第020話 ダンジョンが動けば厄災は踊る
現場に駆け付けたアルフが見たのは、想像以上に酷い光景だった。
店の商品だけで満足できなかったクインは、討伐隊や一般人の服にも手を出しており、それを見習うようにタコの魔物もあらゆる食べ物を食い散らかしていた。
半裸で逃げ惑う者、お菓子を盗られて泣き喚く子ども、店を破壊され呆然とする者、あちこちで様々な悲鳴が上がっている。
全裸で寝転がっているのは……きっと金持ちや貴族だろう。
「ク、クイ~ン、クインさんや~い」
物陰から小声で呼びかけるアルフだったが、クインは無視を決め込んでいる。
「あああ、この町では絶対騒ぎを起こさないって決めてたのに……」
しばしあわあわしてから、頭を抱えてしゃがみこんでしまったアルフの隣で、エミールは悲壮な覚悟を決めていた。
「聞いてくれアルフ。このコート、ギルマスのなだけあってなかなかの逸品だ。俺が囮になるから、その間にクイン? あの生き人形を止めてくれ」
言う否や走り出したエミール。それを止めようとしたアルフの手が空を掴む。
「い、いや、クインを止めるなんてそんなこと――」
――できない。
そう言いかけたアルフから、突然、爆ぜる音が鳴り響いた。
振り返ったエミールが見たのは、穴という穴からプスプス煙が出ている白目を剥いたアルフ。
まるで頭蓋とその他すべての体内で焚き火が燻っているように見える。
「アルフっ!?」
踵を返したエミールだったが、猛スピードでやって来たタコの魔物にき突き飛ばされてしまう。
「おおお、どうされたのですか? 酷い有り様ではないですかご主人様……あ、ごはんですか? ごはん食べたら元気になりますか? ごはんは一番の薬ってことですか?」
タコは蛸足に持った串焼きの肉をアルフに食べさせようとぐいぐい押し付ける。
もしかするとアルフの意識があれば泣いて喜んだかもしれない。
一方で突き飛ばされたエミールは、コートが捲れあがった状態で大通りに転がっていた。
運悪く、そこは逃げ惑っていた淑女方の眼前であり、これまでの悲鳴とはまた別の悲鳴が響き渡る。

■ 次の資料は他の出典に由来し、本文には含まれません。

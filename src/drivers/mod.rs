//! Driver Module
//!
//! Concrete storage backends implementing the [`crate::Driver`] contract.

pub mod memory;

pub use memory::{MemoryCache, MemoryConfig};
//! Cache Module
//!
//! The driver-agnostic cache engine and its namespacing wrappers.

mod collection;
mod engine;
mod field;
mod node;
mod stats;


// Re-export public types
pub use collection::Collection;
pub use engine::Cache;
pub use field::Field;
pub use node::Node;
pub use stats::{CacheStats, StatsSnapshot};

// == Public Constants ==
/// Separator inserted between a namespace prefix and the rest of the key
pub const KEY_SEPARATOR: &str = ".";
//! Error types for the caching layer
//!
//! Provides unified error handling using thiserror.

use thiserror::Error;

// == Cache Error Enum ==
/// Unified error type for all cache operations.
///
/// Callers can distinguish four classes of failure:
/// - "no data": [`CacheError::NotFound`]
/// - "operation invalid here": [`CacheError::KeyUnavailable`],
///   [`CacheError::FeatureNotSupported`]
/// - "backend policy" (advisory): [`CacheError::EntryTooLarge`],
///   [`CacheError::NotCacheable`]
/// - "hard failure": everything else
#[derive(Error, Debug)]
pub enum CacheError {
    /// Operation invoked with an empty or otherwise unusable key
    #[error("Key is empty or unavailable")]
    KeyUnavailable,

    /// Key not found in cache, or found but expired
    #[error("Key not found: {0}")]
    NotFound(String),

    /// Backend rejected the write because the payload exceeds its size limit
    #[error("Entry too large for backend: {0}")]
    EntryTooLarge(String),

    /// Backend declined to cache this value for policy reasons
    #[error("Value not cacheable: {0}")]
    NotCacheable(String),

    /// Operation has no meaning for this backend or wrapper
    #[error("Feature not supported: {0}")]
    FeatureNotSupported(&'static str),

    /// No driver factory registered under this name
    #[error("Unknown cache driver: {0}")]
    UnknownDriver(String),

    /// No marshaler registered under this name
    #[error("Unknown marshaler: {0}")]
    UnknownMarshaler(String),

    /// Marshal/unmarshal failure
    #[error("Codec error: {0}")]
    Codec(String),

    /// Hard backend failure
    #[error("Backend error: {0}")]
    Backend(String),

    /// Opaque foreign error, typically raised by a loader function
    #[error(transparent)]
    Other(#[from] anyhow::Error),
}

impl CacheError {
    // == Advisory Check ==
    /// Returns true for the advisory error pair.
    ///
    /// Advisory errors signal a per-backend policy decision, not a failure
    /// requiring abort: group fan-out and the load protocol proceed as if
    /// the write simply did not happen on that backend.
    pub fn is_advisory(&self) -> bool {
        matches!(
            self,
            CacheError::EntryTooLarge(_) | CacheError::NotCacheable(_)
        )
    }

    // == Not Found Check ==
    /// Returns true if this error means "no data".
    pub fn is_not_found(&self) -> bool {
        matches!(self, CacheError::NotFound(_))
    }
}

// == Result Type Alias ==
/// Convenience Result type for the caching layer.
pub type Result<T> = std::result::Result<T, CacheError>;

しかし、中には芋虫ごときではびくともしない魔鉄の如き精神の持ち主も散見され――
「死ね変態!!」
「この非常時になんて男なの!!」
「こんなもん踏み潰しゃいいのよ!!」
――などなど叫ぶ声が聞こえ、哀れ、エミールは本日二度目の芋虫潰しに泡を吹くこととなった。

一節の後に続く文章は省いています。